→ **GOAL OF THE EXERCISE**:
Copy exactly the lines of the material below that run from the one containing "ever populated on" through the one containing "Operator-facing next steps". Copy no other lines.

→ **DATASET**:
impl Error {
    /// The retry policy spec §7 assigns to this error's taxonomy kind.
    pub fn retry_strategy(&self) -> RetryStrategy {
        match self {
            Error::Validation { .. }
            | Error::ResourceValidation { .. }
            | Error::TemplateProcessing { .. }
            | Error::LlmValidation { .. }
            | Error::Config(_) => RetryStrategy::None,
            Error::ContextLoad { .. } | Error::LlmServer { .. } | Error::Storage { .. } => {
                RetryStrategy::Exponential { max_retries: 3 }
            }
            Error::LlmThrottling { .. } => RetryStrategy::Jittered { max_retries: 5 },
            Error::Timeout { .. } => RetryStrategy::Exponential { max_retries: 3 },
            Error::Internal { .. } => RetryStrategy::Exponential { max_retries: 2 },
            Error::Serialization(_) => RetryStrategy::None,
        }
    }

    /// Severity for observability.
    pub fn severity(&self) -> Severity {
        match self {
            Error::Validation { .. } | Error::LlmValidation { .. } => Severity::Warning,
            Error::ResourceValidation { .. } | Error::TemplateProcessing { .. } => Severity::Error,
            Error::ContextLoad { .. }
            | Error::LlmServer { .. }
            | Error::LlmThrottling { .. }
            | Error::Timeout { .. } => Severity::Warning,
            Error::Storage { .. } | Error::Internal { .. } => Severity::Critical,
            Error::Serialization(_) | Error::Config(_) => Severity::Error,
        }
    }

    /// The `{component}.{operation}` pair this error was raised from, if any.
    pub fn component_operation(&self) -> Option<(&str, &str)> {
        match self {
            Error::Validation { component, operation, .. }
            | Error::ResourceValidation { component, operation, .. }
            | Error::ContextLoad { component, operation, .. }
            | Error::TemplateProcessing { component, operation, .. }
            | Error::LlmServer { component, operation, .. }
            | Error::LlmThrottling { component, operation, .. }
            | Error::LlmValidation { component, operation, .. }
            | Error::Storage { component, operation, .. }
            | Error::Timeout { component, operation, .. }
            | Error::Internal { component, operation, .. } => Some((component, operation)),
            Error::Serialization(_) | Error::Config(_) => None,
        }
    }

    /// Permanent-rejection suggestions (spec §7's `suggestions[]`); only
    /// ever populated on [`Error::LlmValidation`].
    pub fn suggestions(&self) -> Vec<String> {
        match self {
            Error::LlmValidation { suggestions, .. } => suggestions.clone(),
            _ => Vec::new(),
        }
    }

    /// Operator-facing next steps (spec §7's `recoveryHints[]`). Empty for
    /// [`Error::Serialization`]/[`Error::Config`], which carry no
    /// `component`/`operation` pair to hang a hint off of.
    pub fn recovery_hints(&self) -> Vec<String> {
        match self {
            Error::Validation { recovery_hints, .. }
            | Error::ResourceValidation { recovery_hints, .. }
            | Error::ContextLoad { recovery_hints, .. }
            | Error::TemplateProcessing { recovery_hints, .. }
            | Error::LlmServer { recovery_hints, .. }
            | Error::LlmThrottling { recovery_hints, .. }
            | Error::LlmValidation { recovery_hints, .. }
            | Error::Storage { recovery_hints, .. }
            | Error::Timeout { recovery_hints, .. }
            | Error::Internal { recovery_hints, .. } => recovery_hints.clone(),
            Error::Serialization(_) | Error::Config(_) => Vec::new(),
        }
    }

    /// Structured diagnostic context (spec §7's `context{}`) attached at
    /// the point the error was raised, e.g. a bucket/key or a request id.
    pub fn context(&self) -> serde_json::Map<String, serde_json::Value> {
        match self {
            Error::Validation { context, .. }
            | Error::ResourceValidation { context, .. }
            | Error::ContextLoad { context, .. }
            | Error::TemplateProcessing { context, .. }
            | Error::LlmServer { context, .. }
            | Error::LlmThrottling { context, .. }
            | Error::LlmValidation { context, .. }
            | Error::Storage { context, .. }
            | Error::Timeout { context, .. }
            | Error::Internal { context, .. } => context.clone(),
            Error::Serialization(_) | Error::Config(_) => serde_json::Map::new(),
        }
    }

    /// Attach one recovery hint, replacing any constructor default.
    pub fn with_recovery_hint(mut self, hint: impl Into<String>) -> Self {
        let hint = hint.into();
        match &mut self {
            Error::Validation { recovery_hints, .. }
            | Error::ResourceValidation { recovery_hints, .. }
            | Error::ContextLoad { recovery_hints, .. }
            | Error::TemplateProcessing { recovery_hints, .. }
            | Error::LlmServer { recovery_hints, .. }
            | Error::LlmThrottling { recovery_hints, .. }
            | Error::LlmValidation { recovery_hints, .. }
            | Error::Storage { recovery_hints, .. }
            | Error::Timeout { recovery_hints, .. }
            | Error::Internal { recovery_hints, .. } => recovery_hints.push(hint),
            Error::Serialization(_) | Error::Config(_) => {}
        }
        self
    }

    /// Attach one structured context entry.
    pub fn with_context(mut self, key: impl Into<String>, value: impl Into<serde_json::Value>) -> Self {
        match &mut self {
            Error::Validation { context, .. }
            | Error::ResourceValidation { context, .. }
            | Error::ContextLoad { context, .. }
            | Error::TemplateProcessing { context, .. }
            | Error::LlmServer { context, .. }
            | Error::LlmThrottling { context, .. }
            | Error::LlmValidation { context, .. }
            | Error::Storage { context, .. }
            | Error::Timeout { context, .. }
            | Error::Internal { context, .. } => {
                context.insert(key.into(), value.into());
            }
            Error::Serialization(_) | Error::Config(_) => {}
        }
        self
    }

    pub fn validation(
        component: impl Into<String>,
        operation: impl Into<String>,
        message: impl Into<String>,
    ) -> Self {
        Self::Validation {
            component: component.into(),
            operation: operation.into(),
            message: message.into(),
            recovery_hints: Vec::new(),
            context: serde_json::Map::new(),
        }
    }

    pub fn resource_validation(
        component: impl Into<String>,
        operation: impl Into<String>,
        message: impl Into<String>,
    ) -> Self {
        Self::ResourceValidation {
            component: component.into(),
            operation: operation.into(),
            message: message.into(),
            recovery_hints: Vec::new(),
            context: serde_json::Map::new(),
        }
    }

    pub fn context_load(
        component: impl Into<String>,
        operation: impl Into<String>,
        message: impl Into<String>,
    ) -> Self {
        Self::ContextLoad {
            component: component.into(),
            operation: operation.into(),
            message: message.into(),
            recovery_hints: Vec::new(),
            context: serde_json::Map::new(),
        }
    }

    pub fn template_processing(
        component: impl Into<String>,
        operation: impl Into<String>,
        message: impl Into<String>,
    ) -> Self {
        Self::TemplateProcessing {
            component: component.into(),
            operation: operation.into(),
            message: message.into(),
            recovery_hints: Vec::new(),
            context: serde_json::Map::new(),
        }
    }

    pub fn llm_server(
        component: impl Into<String>,
        operation: impl Into<String>,
        message: impl Into<String>,
    ) -> Self {
        Self::LlmServer {
            component: component.into(),
            operation: operation.into(),
            message: message.into(),
            recovery_hints: Vec::new(),
            context: serde_json::Map::new(),
        }
    }

    pub fn llm_throttling(
        component: impl Into<String>,
        operation: impl Into<String>,
        message: impl Into<String>,
    ) -> Self {
        Self::LlmThrottling {
            component: component.into(),
            operation: operation.into(),
            message: message.into(),
            recovery_hints: vec!["retry after the provider's rate limit window elapses".to_string()],
            context: serde_json::Map::new(),
        }
    }

    pub fn llm_validation(
        component: impl Into<String>,
        operation: impl Into<String>,
        message: impl Into<String>,
    ) -> Self {
        Self::LlmValidation {
            component: component.into(),
            operation: operation.into(),
            message: message.into(),
            suggestions: Vec::new(),
            recovery_hints: Vec::new(),
            context: serde_json::Map::new(),
        }
    }

    pub fn llm_validation_with_hint(
        component: impl Into<String>,
        operation: impl Into<String>,
        message: impl Into<String>,
        suggestion: impl Into<String>,
    ) -> Self {
        Self::LlmValidation {
            component: component.into(),
            operation: operation.into(),
            message: message.into(),
            suggestions: vec![suggestion.into()],
            recovery_hints: Vec::new(),
            context: serde_json::Map::new(),
        }
    }

    pub fn storage(
        component: impl Into<String>,
        operation: impl Into<String>,
        message: impl Into<String>,
    ) -> Self {
        Self::Storage {
            component: component.into(),
            operation: operation.into(),
            message: message.into(),
            recovery_hints: Vec::new(),
            context: serde_json::Map::new(),
        }
    }

    pub fn timeout(component: impl Into<String>, operation: impl Into<String>, duration_ms: u64) -> Self {
        Self::Timeout {
            component: component.into(),
            operation: operation.into(),
            duration_ms,
            recovery_hints: vec!["increase the stage timeout or retry".to_string()],
            context: serde_json::Map::new(),
        }
    }

    pub fn internal(
        component: impl Into<String>,
        operation: impl Into<String>,
        message: impl Into<String>,
    ) -> Self {
        Self::Internal {
            component: component.into(),
            operation: operation.into(),
            message: message.into(),
            recovery_hints: Vec::new(),
            context: serde_json::Map::new(),
        }
    }
}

→ **SOLUTION TO THIS EXERCISE**:
    /// ever populated on [`Error::LlmValidation`].
    pub fn suggestions(&self) -> Vec<String> {
        match self {
            Error::LlmValidation { suggestions, .. } => suggestions.clone(),
            _ => Vec::new(),
        }
    }

    /// Operator-facing next steps (spec §7's `recoveryHints[]`). Empty for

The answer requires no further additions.